REDUCING EMERGENCY DEPARTMENT WAIT TIMES: INSIGHTS FROM MATHEMATICAL MODELING

Tuesday, October 26, 2010
Sheraton Hall E/F (Sheraton Centre Toronto Hotel)
Morgan E. Lim, BHSc, MA1, Tim J. Nye, PhD2, James M. Bowen, BScPhm, MSc2, Ron Goeree, MA2 and Jean-Eric Tarride, PhD, MA2, (1)McMaster University, Programs for Assessment of Technolgy in Health (PATH) Research Institute, Hamilton, ON, Canada, (2)McMaster University, Hamilton, ON, Canada
  

Purpose: The complexity of care within the hospital emergency department (ED) compounded with the multifaceted issues associated with excessive wait times lends itself well to systems analysis. The objective was to conduct a systematic literature review to identify and compare the types of systems analysis mathematical modeling techniques used to evaluate wait times in the hospital ED. Secondary objective was to describe strategies aimed at decreasing wait times.   

Methods: Electronic databases Medline, Embase, Compendex, Inspec and Business Source Complete were searched from 2000 to 2009. The search was composed of two sections: mathematical modeling techniques and emergency medicine in a hospital setting. Studies were included if they analyzed data, typical daily arrival rates and patient demands and had a primary outcome related to wait times (i.e. length of stay, meeting benchmarks). The mathematical models were compared in the following categories: analytical or simulation, deterministic or stochastic, discrete or continuous, performance measures, level of data abstraction, capability of incorporating memory, capability of handling multiple resource constraints, computational and model building time, diagrams and software. Wait time reduction strategies were categorized into: scheduling, demand management, resource allocation, change in process times and other.   

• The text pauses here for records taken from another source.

//! Core types module - shared data structures and constants
//!
//! This module defines the fundamental types used throughout the workspace.
//! All types are pure data structures with no external dependencies, making them
//! usable in any context (engine, terminal view, scripted agents).
//!
//! # Board Dimensions
//!
//! The playfield is 10 columns by 22 rows. The top two rows are hidden overflow
//! rows that give new pieces room to spawn and rotate; only the bottom 20 rows
//! are ever shown to a player or an agent.
//!
//! - **Width**: 10 columns (indexed 0-9)
//! - **Height**: 22 rows (indexed 0-21, rows 0-1 hidden)
//! - **Spawn position**: (3, 0) in overflow-row coordinates
//!
//! # Action Codes
//!
//! | Code | Action |
//! |------|--------|
//! | 0 | noop |
//! | 1 | move left |
//! | 2 | move right |
//! | 3 | move down |
//! | 4 | hard drop |
//! | 5 | rotate counter-clockwise |
//! | 6 | rotate clockwise |
//! | 7 | hold |
//!
//! # Examples
//!
//! ```
//! use tetris_env_types::{Action, PieceKind, BOARD_HEIGHT, BOARD_WIDTH, VISIBLE_HEIGHT};
//!
//! assert_eq!(PieceKind::from_index(0), Some(PieceKind::I));
//! assert_eq!(PieceKind::I.color(), 1);
//!
//! assert_eq!(Action::from_code(4), Some(Action::HardDrop));
//! assert_eq!(Action::from_code(42), None);
//!
//! assert_eq!(BOARD_WIDTH, 10);
//! assert_eq!(BOARD_HEIGHT, 22);
//! assert_eq!(VISIBLE_HEIGHT, 20);
//! ```

/// Board width in cells (10 columns)
pub const BOARD_WIDTH: u8 = 10;

/// Board height in cells, overflow rows included (22 rows)
pub const BOARD_HEIGHT: u8 = 22;

/// Rows above the visible area used for spawn/rotation headroom
pub const HIDDEN_ROWS: u8 = 2;

/// Rows visible to players and agents (20 rows)
pub const VISIBLE_HEIGHT: u8 = BOARD_HEIGHT - HIDDEN_ROWS;

/// Side length of every orientation grid (4x4)
pub const SHAPE_SIZE: usize = 4;

/// Number of filled cells in every orientation grid
pub const MINOS_PER_PIECE: usize = 4;

/// Top-left corner of the orientation grid for a freshly spawned piece (x, y)
pub const SPAWN_POSITION: (i8, i8) = (3, 0);

/// Default length of the next-piece lookahead queue
pub const DEFAULT_NEXT_QUEUE_SIZE: usize = 5;

/// Default episode horizon in counted steps
pub const DEFAULT_HORIZON: u32 = 5000;

/// Score added for every row a piece is moved down by the player
pub const DOWN_STEP_SCORE: u32 = 1;

/// Default interval of the front-end auto-down timer (1 row per second)
pub const DEFAULT_DROP_INTERVAL_MS: u32 = 1000;

/// Front-end frame interval (~30 FPS)
pub const FRAME_MS: u32 = 33;

/// Number of distinct action codes (0..=7)
pub const ACTION_COUNT: usize = 8;

/// Largest value a board or observation cell can hold
pub const MAX_CELL_VALUE: u8 = 7;

/// Line clear scoring table
///
/// Points for clearing N lines with a single lock:
/// - 0 lines: 0 points
/// - 1 line: 40 points
/// - 2 lines: 100 points
/// - 3 lines: 300 points
/// - 4 lines: 1200 points
pub const LINE_SCORES: [u32; 5] = [0, 40, 100, 300, 1200];

/// A cell on the game board
///
/// `0` is empty, `1..=7` is the color id of the piece kind locked there.
pub type Cell = u8;

/// Value of an empty cell
pub const EMPTY: Cell = 0;

/// The seven tetromino piece kinds
///
/// Discriminants are the stable piece indices (0-6). The color id written into
/// the board when a piece locks is `index + 1`.
#[derive(Debug, Clone, Copy, PartialEq, Eq, Hash, PartialOrd, Ord)]
pub enum PieceKind {
    /// Line of four
    I = 0,
    /// Skew piece, upper half on the left
    Z = 1,
    /// Skew piece, upper half on the right
    S = 2,
    T = 3,
    L = 4,
    J = 5,
    /// Square
    O = 6,
}

impl PieceKind {
    /// All kinds in index order
    pub const ALL: [PieceKind; 7] = [
        PieceKind::I,
        PieceKind::Z,
        PieceKind::S,
        PieceKind::T,
        PieceKind::L,
        PieceKind::J,
        PieceKind::O,
    ];

    /// Look up a kind by its index (0-6)
    pub fn from_index(index: u8) -> Option<Self> {
        Self::ALL.get(index as usize).copied()
    }

    /// Look up a kind by the color id it leaves on the board (1-7)
    ///
    /// ```
    /// use tetris_env_types::PieceKind;
    ///
    /// assert_eq!(PieceKind::from_color(7), Some(PieceKind::O));
    /// assert_eq!(PieceKind::from_color(0), None);
    /// ```
    pub fn from_color(color: u8) -> Option<Self> {
        color.checked_sub(1).and_then(Self::from_index)
    }

    pub fn index(self) -> u8 {
        self as u8
    }

    /// Color id written into locked cells (1-7)
    pub fn color(self) -> u8 {
        self as u8 + 1
    }

    /// Parse piece kind from string (case-insensitive)
    ///
    /// ```
    /// use tetris_env_types::PieceKind;
    ///
    /// assert_eq!(PieceKind::from_str("t"), Some(PieceKind::T));
    /// assert_eq!(PieceKind::from_str("O"), Some(PieceKind::O));
    /// assert_eq!(PieceKind::from_str("x"), None);
    /// ```
    #[allow(clippy::should_implement_trait)]
    pub fn from_str(s: &str) -> Option<Self> {
        match s.to_lowercase().as_str() {
            "i" => Some(PieceKind::I),
            "z" => Some(PieceKind::Z),
            "s" => Some(PieceKind::S),
            "t" => Some(PieceKind::T),
            "l" => Some(PieceKind::L),
            "j" => Some(PieceKind::J),
            "o" => Some(PieceKind::O),
            _ => None,
        }
    }

    /// Uppercase single-letter name
    pub fn as_str(&self) -> &'static str {
        match self {
            PieceKind::I => "I",
            PieceKind::Z => "Z",
            PieceKind::S => "S",
            PieceKind::T => "T",
            PieceKind::L => "L",
            PieceKind::J => "J",
            PieceKind::O => "O",
        }
    }
}

/// Player actions, one per engine step
///
/// Discriminants are the stable action codes shared with scripted agents.
#[derive(Debug, Clone, Copy, PartialEq, Eq, Hash)]
pub enum Action {
    /// Do nothing (not counted toward the horizon)
    Noop = 0,
    /// Move piece one cell left
    MoveLeft = 1,
    /// Move piece one cell right
    MoveRight = 2,
    /// Move piece one cell down, locking it if blocked
    MoveDown = 3,
    /// Drop piece to the lowest legal row and lock it
    HardDrop = 4,
    /// Rotate counter-clockwise
    RotateCcw = 5,
    /// Rotate clockwise
    RotateCw = 6,
    /// Swap with the hold slot (once per lock)
    Hold = 7,
}

impl Action {
    /// All actions in code order
    pub const ALL: [Action; ACTION_COUNT] = [
        Action::Noop,
        Action::MoveLeft,
        Action::MoveRight,
        Action::MoveDown,
        Action::HardDrop,
        Action::RotateCcw,
        Action::RotateCw,
        Action::Hold,
    ];

    /// Map a raw action code to an action
    ///
    /// Codes outside `0..=7` (including negative ones) return `None`.
    pub fn from_code(code: i64) -> Option<Self> {
        usize::try_from(code)
            .ok()
            .and_then(|i| Self::ALL.get(i))
            .copied()
    }

    pub fn code(self) -> u8 {
        self as u8
    }

    /// Parse action from its camelCase name
    ///
    /// ```
    /// use tetris_env_types::Action;
    ///
    /// assert_eq!(Action::from_str("hardDrop"), Some(Action::HardDrop));
    /// assert_eq!(Action::from_str("ROTATECW"), Some(Action::RotateCw));
    /// assert_eq!(Action::from_str("pause"), None);
    /// ```
    #[allow(clippy::should_implement_trait)]
    pub fn from_str(s: &str) -> Option<Self> {
        match s.to_lowercase().as_str() {
            "noop" => Some(Action::Noop),
            "moveleft" => Some(Action::MoveLeft),
            "moveright" => Some(Action::MoveRight),
            "movedown" => Some(Action::MoveDown),
            "harddrop" => Some(Action::HardDrop),
            "rotateccw" => Some(Action::RotateCcw),
            "rotatecw" => Some(Action::RotateCw),
            "hold" => Some(Action::Hold),
            _ => None,
        }
    }

    /// Convert to camelCase name
    pub fn as_str(&self) -> &'static str {
        match self {
            Action::Noop => "noop",
            Action::MoveLeft => "moveLeft",
            Action::MoveRight => "moveRight",
            Action::MoveDown => "moveDown",
            Action::HardDrop => "hardDrop",
            Action::RotateCcw => "rotateCcw",
            Action::RotateCw => "rotateCw",
            Action::Hold => "hold",
        }
    }
}

/// One-cell translation directions
#[derive(Debug, Clone, Copy, PartialEq, Eq, Hash)]
pub enum Direction {
    Down,
    Left,
    Right,
}

impl Direction {
    /// (dx, dy) offset of a one-cell move
    pub fn offset(self) -> (i8, i8) {
        match self {
            Direction::Down => (0, 1),
            Direction::Left => (-1, 0),
            Direction::Right => (1, 0),
        }
    }
}

/// Rotation directions
#[derive(Debug, Clone, Copy, PartialEq, Eq, Hash)]
pub enum Spin {
    Clockwise,
    CounterClockwise,
}

#[cfg(test)]
mod tests {
    use super::*;

    #[test]
    fn board_dimensions() {
        assert_eq!(BOARD_WIDTH, 10);
        assert_eq!(BOARD_HEIGHT, 22);
        assert_eq!(HIDDEN_ROWS, 2);
        assert_eq!(VISIBLE_HEIGHT, 20);
        assert_eq!(SHAPE_SIZE, 4);
    }

    #[test]
    fn action_codes_are_stable() {
        for (code, action) in Action::ALL.iter().enumerate() {
            assert_eq!(action.code() as usize, code);
            assert_eq!(Action::from_code(code as i64), Some(*action));
            assert_eq!(Action::from_str(action.as_str()), Some(*action));
        }
        assert_eq!(Action::from_code(-1), None);
        assert_eq!(Action::from_code(8), None);
    }

    #[test]
    fn piece_colors_cover_one_to_seven() {
        for (i, kind) in PieceKind::ALL.iter().enumerate() {
            assert_eq!(kind.index() as usize, i);
            assert_eq!(kind.color() as usize, i + 1);
            assert_eq!(PieceKind::from_color(kind.color()), Some(*kind));
            assert_eq!(PieceKind::from_str(kind.as_str()), Some(*kind));
        }
        assert_eq!(PieceKind::from_color(8), None);
        assert_eq!(PieceKind::from_index(7), None);
    }

    #[test]
    fn line_scores_table() {
        assert_eq!(LINE_SCORES, [0, 40, 100, 300, 1200]);
    }

    #[test]
    fn direction_offsets() {
        assert_eq!(Direction::Down.offset(), (0, 1));
        assert_eq!(Direction::Left.offset(), (-1, 0));
        assert_eq!(Direction::Right.offset(), (1, 0));
    }
}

Results: Four different mathematical modeling techniques were identified in nineteen studies: discrete event simulation (DES) (n=14), discrete event simulation with optimization (n=1), system dynamics (n=2), and queuing model (n=2).    DES may be preferable because of its characteristics and ability to model traits specific to the ED: stochastic to deal with uncertainty and variability (i.e. arrival rates), discrete (i.e. can measure percentiles, which is a common measurement governments use for benchmarking), can model multiple resource constraints simultaneously, and patient history influences trajectory in the model.    Studies identified showed that: 1) Scheduling and altering the number of staff according to surges in patient demand were effective in decreasing wait times; 2) fast-tracking low acuity patients was effective in decreasing wait times, but only at the expense of high acuity patients; and 3) decreasing turnaround laboratory times or using point of care testing decreased wait times.   

Conclusion: Each modeling technique has strengths and weaknesses and the choice between which model to use should be based on the objective and expected performance measure. DES was the most frequently used method because of its ability to model ED specific traits.